A:  Examiner’s Response
The jest of Applicant’s arguments rely on the fact that the cited references either alone or in combination do not teach, disclose or suggest determining speech errors indicating a mismatch between a word the user intends to say and what the user actually says for the audio input using at least a sensitivity level. 

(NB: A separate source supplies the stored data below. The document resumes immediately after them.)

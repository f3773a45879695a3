use super::*;
use rill_core::ops::{BinOpKind, UnOpKind};
use std::cmp::Ordering;

impl Interpreter {
    pub(super) fn evaluate_binop(
        &self,
        op: BinOpKind,
        lhs: Value,
        rhs: Value,
    ) -> EvalResult<Value> {
        match op {
            BinOpKind::Add => self.binop_add(lhs, rhs),
            BinOpKind::Sub | BinOpKind::Mul => self.binop_arith(op, lhs, rhs),
            BinOpKind::Div => self.binop_div(lhs, rhs),
            BinOpKind::Mod => self.binop_mod(lhs, rhs),
            BinOpKind::Gt | BinOpKind::Ge | BinOpKind::Lt | BinOpKind::Le => {
                self.binop_ordering(op, lhs, rhs)
            }
            BinOpKind::Eq | BinOpKind::Ne => self.binop_equality(op, lhs, rhs),
            BinOpKind::Or | BinOpKind::And => self.binop_logical(op, lhs, rhs),
        }
    }

    pub(super) fn evaluate_unop(&self, op: UnOpKind, operand: Value) -> EvalResult<Value> {
        match (op, operand) {
            (UnOpKind::Not, Value::Bool(b)) => Ok(Value::Bool(!b)),
            (UnOpKind::Neg, Value::Int(v)) => match v.checked_neg() {
                Some(v) => Ok(Value::Int(v)),
                None => rt_bail!("integer overflow"),
            },
            (UnOpKind::Neg, Value::Float(v)) => Ok(Value::Float(-v)),
            (op, other) => rt_bail!("unsupported operand for '{op}': {}", other.type_name()),
        }
    }

    fn binop_add(&self, lhs: Value, rhs: Value) -> EvalResult<Value> {
        match (lhs, rhs) {
            (Value::String(l), Value::String(r)) => Ok(Value::string(format!("{l}{r}"))),
            (lhs, rhs) => self.binop_arith(BinOpKind::Add, lhs, rhs),
        }
    }

    fn binop_arith(&self, op: BinOpKind, lhs: Value, rhs: Value) -> EvalResult<Value> {
        match (&lhs, &rhs) {
            (Value::Int(l), Value::Int(r)) => {
                let result = match op {
                    BinOpKind::Add => l.checked_add(*r),
                    BinOpKind::Sub => l.checked_sub(*r),
                    _ => l.checked_mul(*r),
                };
                match result {
                    Some(v) => Ok(Value::Int(v)),
                    None => rt_bail!("integer overflow"),
                }
            }
            _ => {
                let (l, r) = numeric_pair(op, &lhs, &rhs)?;
                Ok(Value::Float(match op {
                    BinOpKind::Add => l + r,
                    BinOpKind::Sub => l - r,
                    _ => l * r,
                }))
            }
        }
    }

    fn binop_div(&self, lhs: Value, rhs: Value) -> EvalResult<Value> {
        match (&lhs, &rhs) {
            (Value::Int(_), Value::Int(0)) => rt_bail!("division by zero"),
            (Value::Int(l), Value::Int(r)) => match l.checked_div(*r) {
                Some(v) => Ok(Value::Int(v)),
                None => rt_bail!("integer overflow"),
            },
            _ => {
                let (l, r) = numeric_pair(BinOpKind::Div, &lhs, &rhs)?;
                rt_ensure!(r != 0.0, "division by zero");
                Ok(Value::Float(l / r))
            }
        }
    }

    fn binop_mod(&self, lhs: Value, rhs: Value) -> EvalResult<Value> {
        match (&lhs, &rhs) {
            (Value::Int(_), Value::Int(0)) => rt_bail!("division by zero"),
            (Value::Int(l), Value::Int(r)) => match l.checked_rem(*r) {
                Some(v) => Ok(Value::Int(v)),
                None => rt_bail!("integer overflow"),
            },
            _ => {
                let (l, r) = numeric_pair(BinOpKind::Mod, &lhs, &rhs)?;
                rt_ensure!(r != 0.0, "division by zero");
                Ok(Value::Float(l % r))
            }
        }
    }

    fn binop_ordering(&self, op: BinOpKind, lhs: Value, rhs: Value) -> EvalResult<Value> {
        let ordering = match (&lhs, &rhs) {
            (Value::Int(l), Value::Int(r)) => Some(l.cmp(r)),
            (Value::String(l), Value::String(r)) => Some(l.cmp(r)),
            _ => match (lhs.as_f64(), rhs.as_f64()) {
                (Some(l), Some(r)) => l.partial_cmp(&r),
                _ => rt_bail!(
                    "unsupported operands for '{op}': {} and {}",
                    lhs.type_name(),
                    rhs.type_name()
                ),
            },
        };
        // NaN compares false both ways.
        let Some(ordering) = ordering else {
            return Ok(Value::Bool(false));
        };
        Ok(Value::Bool(match op {
            BinOpKind::Gt => ordering == Ordering::Greater,
            BinOpKind::Ge => ordering != Ordering::Less,
            BinOpKind::Lt => ordering == Ordering::Less,
            _ => ordering != Ordering::Greater,
        }))
    }

    fn binop_equality(&self, op: BinOpKind, lhs: Value, rhs: Value) -> EvalResult<Value> {
        let equal = lhs == rhs;
        Ok(Value::Bool(if op == BinOpKind::Eq { equal } else { !equal }))
    }

    fn binop_logical(&self, op: BinOpKind, lhs: Value, rhs: Value) -> EvalResult<Value> {
        match (lhs, rhs) {
            (Value::Bool(l), Value::Bool(r)) => {
                Ok(Value::Bool(if op == BinOpKind::And { l && r } else { l || r }))
            }
            (lhs, rhs) => rt_bail!(
                "unsupported operands for '{op}': {} and {}",
                lhs.type_name(),
                rhs.type_name()
            ),
        }
    }
}

fn numeric_pair(op: BinOpKind, lhs: &Value, rhs: &Value) -> EvalResult<(f64, f64)> {
    match (lhs.as_f64(), rhs.as_f64()) {
        (Some(l), Some(r)) => Ok((l, r)),
        _ => rt_bail!(
            "unsupported operands for '{op}': {} and {}",
            lhs.type_name(),
            rhs.type_name()
        ),
    }
}

#[cfg(test)]
mod tests {
    use super::*;
    use rill_core::ast::Program;
    use rill_core::module::ResolvedProgram;

    fn interpreter() -> Interpreter {
        let resolved = ResolvedProgram::single("main", Rc::new(Program::new(Vec::new())));
        let checked = rill_typing::check_program(&resolved).expect("empty program checks");
        Interpreter::new(
            &checked,
            Default::default(),
            Box::new(crate::gateway::NullGateway::default()),
        )
    }

    fn message(result: EvalResult<Value>) -> String {
        match result {
            Err(Unwind::Error(err)) => err.message,
            other => panic!("expected an error, got {other:?}"),
        }
    }

    #[test]
    fn integer_arithmetic_is_checked() {
        let interp = interpreter();
        assert_eq!(
            interp.evaluate_binop(BinOpKind::Add, Value::Int(2), Value::Int(3)).expect("add"),
            Value::Int(5)
        );
        assert_eq!(
            message(interp.evaluate_binop(BinOpKind::Mul, Value::Int(i64::MAX), Value::Int(2))),
            "integer overflow"
        );
        assert_eq!(
            message(interp.evaluate_binop(BinOpKind::Div, Value::Int(1), Value::Int(0))),
            "division by zero"
        );
        assert_eq!(
            message(interp.evaluate_binop(BinOpKind::Div, Value::Float(1.0), Value::Float(0.0))),
            "division by zero"
        );
        assert_eq!(
            interp.evaluate_binop(BinOpKind::Div, Value::Int(7), Value::Int(2)).expect("div"),
            Value::Int(3)
        );
    }

    #[test]
    fn mixed_numbers_widen_to_float() {
        let interp = interpreter();
        assert_eq!(
            interp.evaluate_binop(BinOpKind::Add, Value::Int(1), Value::Float(0.5)).expect("add"),
            Value::Float(1.5)
        );
        assert_eq!(
            interp.evaluate_binop(BinOpKind::Lt, Value::Int(1), Value::Float(1.5)).expect("lt"),
            Value::Bool(true)
        );
    }

    #[test]
    fn strings_concatenate_and_compare() {
        let interp = interpreter();
        assert_eq!(
            interp
                .evaluate_binop(BinOpKind::Add, Value::string("ab"), Value::string("c"))
                .expect("concat"),
            Value::string("abc")
        );
        assert_eq!(
            interp
                .evaluate_binop(BinOpKind::Ge, Value::string("b"), Value::string("a"))
                .expect("ge"),
            Value::Bool(true)
        );
        assert_eq!(
            message(interp.evaluate_binop(BinOpKind::Sub, Value::string("a"), Value::Int(1))),
            "unsupported operands for '-': String and Int"
        );
    }
}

Examiner understands Applicant’s arguments but respectfully disagree. In accordance with Applicant’s specification at Paragraph 0013, a speech error is a mismatch between what a user intends to say and what the user actually says. D’Amato ‘572 teaches keyword matching, comparison and evaluation, false positives, cross-check results, the final intent determination of keywords and etc. For instance, D’Amato ‘572 at Paragraphs 0162-0164 teaches, discloses or suggests determining speech errors indicating a mismatch between a word the user intends to say and what the user actually says for the audio input using at least a sensitivity level. For example, 
Paragraph 0163 teaches that some error in performing keyword matching is expected. Within examples, the local NLU may generate a confidence score when determining an intent, which indicates how closely the transcribed words in the signal SASR match the corresponding keywords in the library of the local NLU. Performing an operation according to a determined intent is based on the confidence score for keywords matched in the signal SASR. For instance, the NMD 703 may perform an operation according to a determined intent when the confidence score for a given sound exceeds a given threshold value (e.g., 0.5 on a scale of 0-1, indicating that the given 
Moreover, Paragraph 0164 teaches that keyword matching can be performed via NLUs of two or more different NMDs on a local network, and the results can be compared or otherwise combined to cross-check the results, thereby increasing confidence and reducing the rate of false positives. For example, a first NMD may identify a keyword in voice input with a first confidence score. A second NMD may separately perform keyword detection on the same voice input (either by separately capturing the same user speech or by receiving sound input data from the first NMD transmitted over the local area network). The second NMD may transmit the results of its keyword matching to the first NMD for comparison and evaluation. If, for example, the first and second NMD each identified the same keyword, a false positive is less likely. If, by contrast, the first and second NMD each identified a different keyword (or if one did not identify a keyword at all), then a false positive is more likely, and the first NMD may decline to take further action. In some embodiments, the identified keywords and/or any associated confidence scores can be compared between the two NMDs to make a final intent determination. With this said, the cited references teach, disclose or suggests the Applicant’s claimed invention. As a result, it is submitted that the present application is not in condition for allowance.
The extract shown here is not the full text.